---------- Records shown ----------

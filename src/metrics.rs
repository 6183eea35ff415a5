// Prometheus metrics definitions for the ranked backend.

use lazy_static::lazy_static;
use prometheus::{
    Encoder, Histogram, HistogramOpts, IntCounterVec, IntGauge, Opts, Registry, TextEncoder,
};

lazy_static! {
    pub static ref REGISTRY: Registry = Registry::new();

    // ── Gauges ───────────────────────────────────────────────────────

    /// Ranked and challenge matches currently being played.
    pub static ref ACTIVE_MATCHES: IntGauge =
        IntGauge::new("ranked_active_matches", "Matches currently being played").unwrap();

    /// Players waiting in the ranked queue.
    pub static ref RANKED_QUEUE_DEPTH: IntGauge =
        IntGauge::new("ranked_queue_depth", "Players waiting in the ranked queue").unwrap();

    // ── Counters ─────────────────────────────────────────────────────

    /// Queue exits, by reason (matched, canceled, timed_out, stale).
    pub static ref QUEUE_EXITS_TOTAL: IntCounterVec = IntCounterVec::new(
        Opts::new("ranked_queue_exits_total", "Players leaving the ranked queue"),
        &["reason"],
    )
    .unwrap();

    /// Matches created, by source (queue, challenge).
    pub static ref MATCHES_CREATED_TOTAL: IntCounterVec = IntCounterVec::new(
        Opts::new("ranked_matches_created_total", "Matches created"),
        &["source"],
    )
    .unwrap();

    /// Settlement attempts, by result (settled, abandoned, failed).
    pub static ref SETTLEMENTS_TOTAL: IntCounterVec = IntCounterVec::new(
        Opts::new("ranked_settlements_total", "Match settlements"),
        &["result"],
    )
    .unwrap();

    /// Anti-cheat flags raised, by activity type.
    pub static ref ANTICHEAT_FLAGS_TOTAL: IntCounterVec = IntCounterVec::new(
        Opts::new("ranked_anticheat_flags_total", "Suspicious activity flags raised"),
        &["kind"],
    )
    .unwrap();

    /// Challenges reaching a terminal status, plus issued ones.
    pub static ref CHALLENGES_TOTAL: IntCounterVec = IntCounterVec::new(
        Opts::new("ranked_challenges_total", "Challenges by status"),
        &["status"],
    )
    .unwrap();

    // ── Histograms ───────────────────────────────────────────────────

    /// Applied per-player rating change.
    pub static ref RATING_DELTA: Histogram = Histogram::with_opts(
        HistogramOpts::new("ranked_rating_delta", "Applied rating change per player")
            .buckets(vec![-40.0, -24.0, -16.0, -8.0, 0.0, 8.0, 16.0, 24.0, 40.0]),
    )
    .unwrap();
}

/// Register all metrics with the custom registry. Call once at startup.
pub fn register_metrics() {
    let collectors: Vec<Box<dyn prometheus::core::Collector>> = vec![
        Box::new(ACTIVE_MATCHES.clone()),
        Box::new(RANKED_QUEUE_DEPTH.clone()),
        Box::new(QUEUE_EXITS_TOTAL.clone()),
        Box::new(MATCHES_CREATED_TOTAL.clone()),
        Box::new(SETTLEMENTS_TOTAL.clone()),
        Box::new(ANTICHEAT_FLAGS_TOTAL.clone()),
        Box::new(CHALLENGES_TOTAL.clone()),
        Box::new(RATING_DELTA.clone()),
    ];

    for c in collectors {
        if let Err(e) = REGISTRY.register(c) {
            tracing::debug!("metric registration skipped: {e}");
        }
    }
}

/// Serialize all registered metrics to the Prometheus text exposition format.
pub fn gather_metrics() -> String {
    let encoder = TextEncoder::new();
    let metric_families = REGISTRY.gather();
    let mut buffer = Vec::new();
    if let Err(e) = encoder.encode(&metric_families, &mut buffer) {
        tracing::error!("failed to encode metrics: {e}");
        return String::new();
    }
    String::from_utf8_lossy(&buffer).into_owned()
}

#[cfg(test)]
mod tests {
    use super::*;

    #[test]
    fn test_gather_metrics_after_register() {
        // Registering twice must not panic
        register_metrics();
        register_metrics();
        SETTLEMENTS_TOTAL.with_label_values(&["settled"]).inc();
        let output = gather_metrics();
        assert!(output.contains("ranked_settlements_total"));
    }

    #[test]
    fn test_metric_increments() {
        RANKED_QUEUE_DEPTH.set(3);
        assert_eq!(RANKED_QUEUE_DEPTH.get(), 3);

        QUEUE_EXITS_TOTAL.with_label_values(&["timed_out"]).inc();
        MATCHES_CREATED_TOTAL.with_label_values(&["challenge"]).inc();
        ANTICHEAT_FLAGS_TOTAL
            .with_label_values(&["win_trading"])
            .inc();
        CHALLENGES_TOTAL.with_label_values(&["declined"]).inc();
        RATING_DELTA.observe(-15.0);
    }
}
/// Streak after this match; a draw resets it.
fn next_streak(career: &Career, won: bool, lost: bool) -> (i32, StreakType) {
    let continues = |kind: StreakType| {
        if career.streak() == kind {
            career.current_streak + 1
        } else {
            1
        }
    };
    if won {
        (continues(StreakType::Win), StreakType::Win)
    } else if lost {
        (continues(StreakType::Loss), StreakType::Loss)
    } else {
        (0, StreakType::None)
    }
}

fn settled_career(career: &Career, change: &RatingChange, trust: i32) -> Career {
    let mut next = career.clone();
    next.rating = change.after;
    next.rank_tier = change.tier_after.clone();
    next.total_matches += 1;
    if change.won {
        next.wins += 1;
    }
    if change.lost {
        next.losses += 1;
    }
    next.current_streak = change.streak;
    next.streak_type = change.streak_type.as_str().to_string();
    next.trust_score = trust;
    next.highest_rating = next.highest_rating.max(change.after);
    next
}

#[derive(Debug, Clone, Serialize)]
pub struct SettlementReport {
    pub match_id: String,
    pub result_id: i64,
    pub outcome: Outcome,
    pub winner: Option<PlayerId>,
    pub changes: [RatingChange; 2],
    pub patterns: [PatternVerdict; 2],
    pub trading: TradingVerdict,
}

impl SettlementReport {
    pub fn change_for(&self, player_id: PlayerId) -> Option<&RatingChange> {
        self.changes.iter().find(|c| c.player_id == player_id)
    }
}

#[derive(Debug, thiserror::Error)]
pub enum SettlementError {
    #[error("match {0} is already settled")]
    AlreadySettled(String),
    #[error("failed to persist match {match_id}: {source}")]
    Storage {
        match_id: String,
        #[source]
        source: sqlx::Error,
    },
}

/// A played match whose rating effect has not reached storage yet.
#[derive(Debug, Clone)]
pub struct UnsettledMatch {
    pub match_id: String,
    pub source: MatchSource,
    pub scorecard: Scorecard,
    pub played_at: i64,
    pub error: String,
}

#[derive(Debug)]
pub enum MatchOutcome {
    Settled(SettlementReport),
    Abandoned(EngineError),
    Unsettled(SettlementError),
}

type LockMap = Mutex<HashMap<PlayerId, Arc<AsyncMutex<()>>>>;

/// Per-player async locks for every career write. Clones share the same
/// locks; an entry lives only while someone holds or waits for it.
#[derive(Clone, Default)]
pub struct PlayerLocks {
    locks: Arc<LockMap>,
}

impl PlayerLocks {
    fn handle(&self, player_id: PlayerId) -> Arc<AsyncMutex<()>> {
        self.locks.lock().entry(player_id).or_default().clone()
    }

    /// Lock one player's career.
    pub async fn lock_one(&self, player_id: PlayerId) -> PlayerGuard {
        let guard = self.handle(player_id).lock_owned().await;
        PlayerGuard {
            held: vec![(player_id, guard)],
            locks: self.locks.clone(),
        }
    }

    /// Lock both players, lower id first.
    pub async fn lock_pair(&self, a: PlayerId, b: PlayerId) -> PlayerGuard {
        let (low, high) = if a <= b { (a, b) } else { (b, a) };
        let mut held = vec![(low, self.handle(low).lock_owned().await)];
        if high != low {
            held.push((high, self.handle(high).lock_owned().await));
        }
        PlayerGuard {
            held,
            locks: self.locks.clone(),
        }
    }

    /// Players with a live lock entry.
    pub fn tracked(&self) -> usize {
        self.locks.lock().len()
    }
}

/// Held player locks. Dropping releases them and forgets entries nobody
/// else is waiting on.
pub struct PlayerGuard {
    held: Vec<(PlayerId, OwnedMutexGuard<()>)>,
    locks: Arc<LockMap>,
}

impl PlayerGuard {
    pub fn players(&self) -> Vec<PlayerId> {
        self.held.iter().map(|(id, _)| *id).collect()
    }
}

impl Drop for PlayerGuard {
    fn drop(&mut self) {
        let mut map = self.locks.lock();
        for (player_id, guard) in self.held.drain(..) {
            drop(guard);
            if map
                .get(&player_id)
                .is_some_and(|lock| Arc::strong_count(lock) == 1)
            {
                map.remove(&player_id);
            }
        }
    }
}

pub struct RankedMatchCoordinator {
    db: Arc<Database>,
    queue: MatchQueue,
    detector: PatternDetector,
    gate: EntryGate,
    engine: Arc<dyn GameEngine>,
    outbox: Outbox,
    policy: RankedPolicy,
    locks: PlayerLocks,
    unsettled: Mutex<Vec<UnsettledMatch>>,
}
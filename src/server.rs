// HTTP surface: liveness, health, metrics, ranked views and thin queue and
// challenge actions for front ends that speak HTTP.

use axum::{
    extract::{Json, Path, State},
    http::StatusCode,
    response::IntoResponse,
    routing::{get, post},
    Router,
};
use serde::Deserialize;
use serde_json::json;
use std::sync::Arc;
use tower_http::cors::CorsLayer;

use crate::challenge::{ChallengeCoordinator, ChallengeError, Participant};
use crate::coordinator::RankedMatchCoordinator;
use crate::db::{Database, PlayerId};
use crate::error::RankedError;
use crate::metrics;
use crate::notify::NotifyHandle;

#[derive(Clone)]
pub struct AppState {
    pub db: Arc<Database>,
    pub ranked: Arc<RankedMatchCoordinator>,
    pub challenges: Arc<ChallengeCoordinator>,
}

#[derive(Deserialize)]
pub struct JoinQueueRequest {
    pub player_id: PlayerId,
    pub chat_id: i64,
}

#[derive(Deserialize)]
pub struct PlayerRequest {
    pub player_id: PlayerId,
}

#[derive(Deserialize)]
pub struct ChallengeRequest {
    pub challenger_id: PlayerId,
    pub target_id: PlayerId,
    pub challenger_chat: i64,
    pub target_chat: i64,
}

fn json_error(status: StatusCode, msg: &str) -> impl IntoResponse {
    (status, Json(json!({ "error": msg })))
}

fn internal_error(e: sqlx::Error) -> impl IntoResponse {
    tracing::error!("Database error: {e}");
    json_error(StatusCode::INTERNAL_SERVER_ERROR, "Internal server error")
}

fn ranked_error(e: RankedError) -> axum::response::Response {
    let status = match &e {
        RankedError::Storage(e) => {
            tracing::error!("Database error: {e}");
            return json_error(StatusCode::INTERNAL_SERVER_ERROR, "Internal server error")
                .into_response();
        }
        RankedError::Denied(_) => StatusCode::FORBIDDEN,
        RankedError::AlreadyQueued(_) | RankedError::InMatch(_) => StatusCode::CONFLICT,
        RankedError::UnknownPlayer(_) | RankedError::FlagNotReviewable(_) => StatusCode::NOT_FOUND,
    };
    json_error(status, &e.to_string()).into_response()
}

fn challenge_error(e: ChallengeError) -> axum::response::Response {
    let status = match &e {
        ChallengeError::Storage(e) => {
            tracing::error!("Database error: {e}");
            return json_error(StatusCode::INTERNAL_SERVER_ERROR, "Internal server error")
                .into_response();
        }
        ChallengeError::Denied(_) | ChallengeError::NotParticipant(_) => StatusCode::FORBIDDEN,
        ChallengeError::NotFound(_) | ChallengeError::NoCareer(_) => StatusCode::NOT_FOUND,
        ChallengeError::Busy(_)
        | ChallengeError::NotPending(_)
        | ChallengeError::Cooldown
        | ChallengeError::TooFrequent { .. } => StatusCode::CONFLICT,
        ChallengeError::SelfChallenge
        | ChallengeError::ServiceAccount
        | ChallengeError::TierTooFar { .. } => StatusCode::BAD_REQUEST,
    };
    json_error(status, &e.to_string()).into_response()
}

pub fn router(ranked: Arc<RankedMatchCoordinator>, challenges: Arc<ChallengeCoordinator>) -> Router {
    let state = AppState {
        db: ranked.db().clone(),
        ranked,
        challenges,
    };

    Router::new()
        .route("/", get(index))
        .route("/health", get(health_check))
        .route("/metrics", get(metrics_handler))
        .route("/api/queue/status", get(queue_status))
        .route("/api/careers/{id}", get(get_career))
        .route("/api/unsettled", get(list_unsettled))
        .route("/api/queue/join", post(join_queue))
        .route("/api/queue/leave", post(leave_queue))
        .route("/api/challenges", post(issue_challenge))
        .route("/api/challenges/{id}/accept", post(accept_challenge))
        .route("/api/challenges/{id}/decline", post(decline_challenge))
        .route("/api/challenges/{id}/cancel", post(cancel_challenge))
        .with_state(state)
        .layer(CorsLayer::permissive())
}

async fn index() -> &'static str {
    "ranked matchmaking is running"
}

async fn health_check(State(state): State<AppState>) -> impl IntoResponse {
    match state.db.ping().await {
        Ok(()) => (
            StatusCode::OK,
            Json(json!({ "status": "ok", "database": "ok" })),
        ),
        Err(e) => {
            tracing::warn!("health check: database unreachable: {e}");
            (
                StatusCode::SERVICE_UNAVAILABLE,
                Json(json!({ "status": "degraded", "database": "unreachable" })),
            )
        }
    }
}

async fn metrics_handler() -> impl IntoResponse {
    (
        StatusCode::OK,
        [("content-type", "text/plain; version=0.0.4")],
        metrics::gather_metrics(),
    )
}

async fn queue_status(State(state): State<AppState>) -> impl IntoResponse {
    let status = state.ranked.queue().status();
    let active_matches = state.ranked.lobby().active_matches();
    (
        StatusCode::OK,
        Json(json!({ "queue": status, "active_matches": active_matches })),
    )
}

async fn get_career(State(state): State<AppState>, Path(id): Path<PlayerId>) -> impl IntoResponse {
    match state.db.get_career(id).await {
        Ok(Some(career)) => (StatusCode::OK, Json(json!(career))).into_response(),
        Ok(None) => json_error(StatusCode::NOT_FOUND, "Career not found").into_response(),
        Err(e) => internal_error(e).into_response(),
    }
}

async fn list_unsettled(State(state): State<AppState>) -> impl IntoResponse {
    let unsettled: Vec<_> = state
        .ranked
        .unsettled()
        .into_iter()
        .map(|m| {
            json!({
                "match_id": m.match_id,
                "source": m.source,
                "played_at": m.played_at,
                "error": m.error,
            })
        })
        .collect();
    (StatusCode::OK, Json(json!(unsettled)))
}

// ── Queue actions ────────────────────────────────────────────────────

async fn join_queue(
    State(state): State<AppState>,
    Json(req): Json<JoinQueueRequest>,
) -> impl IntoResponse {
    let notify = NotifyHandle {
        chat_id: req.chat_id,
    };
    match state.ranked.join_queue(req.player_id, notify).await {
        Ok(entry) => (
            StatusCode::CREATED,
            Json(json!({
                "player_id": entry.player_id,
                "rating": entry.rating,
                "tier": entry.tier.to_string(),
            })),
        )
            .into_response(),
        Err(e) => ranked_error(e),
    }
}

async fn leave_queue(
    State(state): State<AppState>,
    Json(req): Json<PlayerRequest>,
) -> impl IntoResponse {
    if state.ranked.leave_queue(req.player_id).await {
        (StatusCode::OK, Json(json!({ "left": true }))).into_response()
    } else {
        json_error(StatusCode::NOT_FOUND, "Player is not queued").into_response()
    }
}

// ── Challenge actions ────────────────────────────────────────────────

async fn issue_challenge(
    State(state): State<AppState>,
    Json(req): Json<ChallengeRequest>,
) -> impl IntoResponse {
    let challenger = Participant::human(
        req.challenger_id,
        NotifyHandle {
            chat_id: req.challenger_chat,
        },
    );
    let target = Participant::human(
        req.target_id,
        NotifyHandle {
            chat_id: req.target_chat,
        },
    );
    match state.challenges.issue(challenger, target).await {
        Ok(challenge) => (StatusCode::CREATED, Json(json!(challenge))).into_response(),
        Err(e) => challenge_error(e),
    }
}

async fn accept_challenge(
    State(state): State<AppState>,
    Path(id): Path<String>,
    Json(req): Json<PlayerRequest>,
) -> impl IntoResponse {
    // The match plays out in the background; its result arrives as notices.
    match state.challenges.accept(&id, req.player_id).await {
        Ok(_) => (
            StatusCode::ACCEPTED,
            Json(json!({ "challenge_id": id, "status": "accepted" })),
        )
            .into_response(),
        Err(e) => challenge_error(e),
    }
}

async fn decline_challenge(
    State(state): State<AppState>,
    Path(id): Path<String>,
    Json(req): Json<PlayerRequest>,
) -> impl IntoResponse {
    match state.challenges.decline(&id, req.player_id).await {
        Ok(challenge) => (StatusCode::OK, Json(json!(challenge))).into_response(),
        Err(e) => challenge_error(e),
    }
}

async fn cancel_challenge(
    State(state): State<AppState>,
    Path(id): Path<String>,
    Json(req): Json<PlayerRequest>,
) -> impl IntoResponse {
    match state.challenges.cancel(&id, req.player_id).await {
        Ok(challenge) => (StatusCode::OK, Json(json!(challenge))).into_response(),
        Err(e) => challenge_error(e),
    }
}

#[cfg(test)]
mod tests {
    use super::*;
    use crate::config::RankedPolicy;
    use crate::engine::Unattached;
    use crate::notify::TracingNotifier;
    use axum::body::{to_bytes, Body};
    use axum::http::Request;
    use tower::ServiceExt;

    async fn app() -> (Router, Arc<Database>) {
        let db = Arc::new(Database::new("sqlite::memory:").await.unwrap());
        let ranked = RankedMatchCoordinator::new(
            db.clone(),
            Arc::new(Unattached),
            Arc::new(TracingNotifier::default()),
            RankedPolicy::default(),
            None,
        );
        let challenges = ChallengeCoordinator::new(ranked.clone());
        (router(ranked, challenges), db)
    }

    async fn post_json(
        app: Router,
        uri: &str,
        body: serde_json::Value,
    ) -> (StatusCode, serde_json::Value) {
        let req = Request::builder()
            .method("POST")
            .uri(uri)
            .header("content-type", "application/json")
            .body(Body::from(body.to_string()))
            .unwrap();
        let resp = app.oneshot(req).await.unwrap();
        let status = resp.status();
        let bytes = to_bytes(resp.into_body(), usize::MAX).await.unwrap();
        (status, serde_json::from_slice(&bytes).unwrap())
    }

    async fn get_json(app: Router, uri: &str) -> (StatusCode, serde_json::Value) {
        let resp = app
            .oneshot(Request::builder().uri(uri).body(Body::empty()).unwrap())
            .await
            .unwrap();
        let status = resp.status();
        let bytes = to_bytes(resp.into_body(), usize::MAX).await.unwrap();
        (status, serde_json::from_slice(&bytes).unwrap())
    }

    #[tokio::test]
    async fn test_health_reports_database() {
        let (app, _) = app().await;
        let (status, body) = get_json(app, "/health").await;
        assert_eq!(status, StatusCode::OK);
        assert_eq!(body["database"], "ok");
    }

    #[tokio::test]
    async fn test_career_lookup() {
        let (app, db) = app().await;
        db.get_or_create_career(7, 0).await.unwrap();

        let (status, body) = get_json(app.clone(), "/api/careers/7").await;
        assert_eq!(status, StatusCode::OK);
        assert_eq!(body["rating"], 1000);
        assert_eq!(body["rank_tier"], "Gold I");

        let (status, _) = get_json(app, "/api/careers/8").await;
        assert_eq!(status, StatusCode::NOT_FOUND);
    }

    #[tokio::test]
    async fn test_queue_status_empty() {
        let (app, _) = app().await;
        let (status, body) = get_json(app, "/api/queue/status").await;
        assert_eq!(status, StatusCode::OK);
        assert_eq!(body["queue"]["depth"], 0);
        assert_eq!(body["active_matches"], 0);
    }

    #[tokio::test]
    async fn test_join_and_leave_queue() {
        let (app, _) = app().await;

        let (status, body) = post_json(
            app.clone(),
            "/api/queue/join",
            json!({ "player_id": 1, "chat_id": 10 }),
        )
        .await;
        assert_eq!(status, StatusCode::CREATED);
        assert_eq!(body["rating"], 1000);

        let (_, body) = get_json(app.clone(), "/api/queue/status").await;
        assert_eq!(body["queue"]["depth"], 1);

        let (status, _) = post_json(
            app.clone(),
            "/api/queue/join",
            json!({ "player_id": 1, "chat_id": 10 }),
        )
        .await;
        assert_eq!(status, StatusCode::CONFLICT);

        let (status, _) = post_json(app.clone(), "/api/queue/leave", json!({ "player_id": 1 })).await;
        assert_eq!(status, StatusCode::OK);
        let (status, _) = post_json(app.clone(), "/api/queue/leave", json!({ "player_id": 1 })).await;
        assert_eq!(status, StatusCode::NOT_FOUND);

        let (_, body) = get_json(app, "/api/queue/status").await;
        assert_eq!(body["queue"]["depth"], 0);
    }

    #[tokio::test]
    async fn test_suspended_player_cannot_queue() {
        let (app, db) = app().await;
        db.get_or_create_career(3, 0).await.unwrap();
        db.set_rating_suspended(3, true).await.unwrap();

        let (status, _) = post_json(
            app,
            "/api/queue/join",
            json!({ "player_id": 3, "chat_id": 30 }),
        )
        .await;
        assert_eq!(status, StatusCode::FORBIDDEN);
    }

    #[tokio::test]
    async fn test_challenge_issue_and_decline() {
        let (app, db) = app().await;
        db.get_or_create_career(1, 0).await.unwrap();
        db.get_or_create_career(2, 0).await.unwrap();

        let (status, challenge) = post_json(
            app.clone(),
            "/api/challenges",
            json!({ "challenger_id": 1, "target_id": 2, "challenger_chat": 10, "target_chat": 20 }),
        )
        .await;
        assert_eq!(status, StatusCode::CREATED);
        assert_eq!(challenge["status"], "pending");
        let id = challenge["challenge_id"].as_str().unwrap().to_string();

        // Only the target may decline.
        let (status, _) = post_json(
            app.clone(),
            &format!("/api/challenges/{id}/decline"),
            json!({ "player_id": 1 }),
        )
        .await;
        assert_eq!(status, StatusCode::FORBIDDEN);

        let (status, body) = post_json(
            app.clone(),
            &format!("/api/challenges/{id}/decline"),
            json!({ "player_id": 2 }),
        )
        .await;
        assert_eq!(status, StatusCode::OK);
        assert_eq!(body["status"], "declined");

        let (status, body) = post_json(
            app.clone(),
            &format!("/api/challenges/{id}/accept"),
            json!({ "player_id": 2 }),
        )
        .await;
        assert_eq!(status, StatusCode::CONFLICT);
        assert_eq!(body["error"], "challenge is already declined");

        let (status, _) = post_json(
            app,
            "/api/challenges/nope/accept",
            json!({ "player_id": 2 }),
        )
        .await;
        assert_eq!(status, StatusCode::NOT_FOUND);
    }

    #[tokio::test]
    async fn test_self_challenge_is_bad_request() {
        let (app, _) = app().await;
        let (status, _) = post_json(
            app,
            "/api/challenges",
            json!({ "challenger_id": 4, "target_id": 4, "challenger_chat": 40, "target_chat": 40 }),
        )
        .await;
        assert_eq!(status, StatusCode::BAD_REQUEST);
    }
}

----------

**Work instruction**
Among the records above, find each line holding "None" and list it.

**Exercise result**
        (0, StreakType::None)
        Ok(None) => json_error(StatusCode::NOT_FOUND, "Career not found").into_response(),
            None,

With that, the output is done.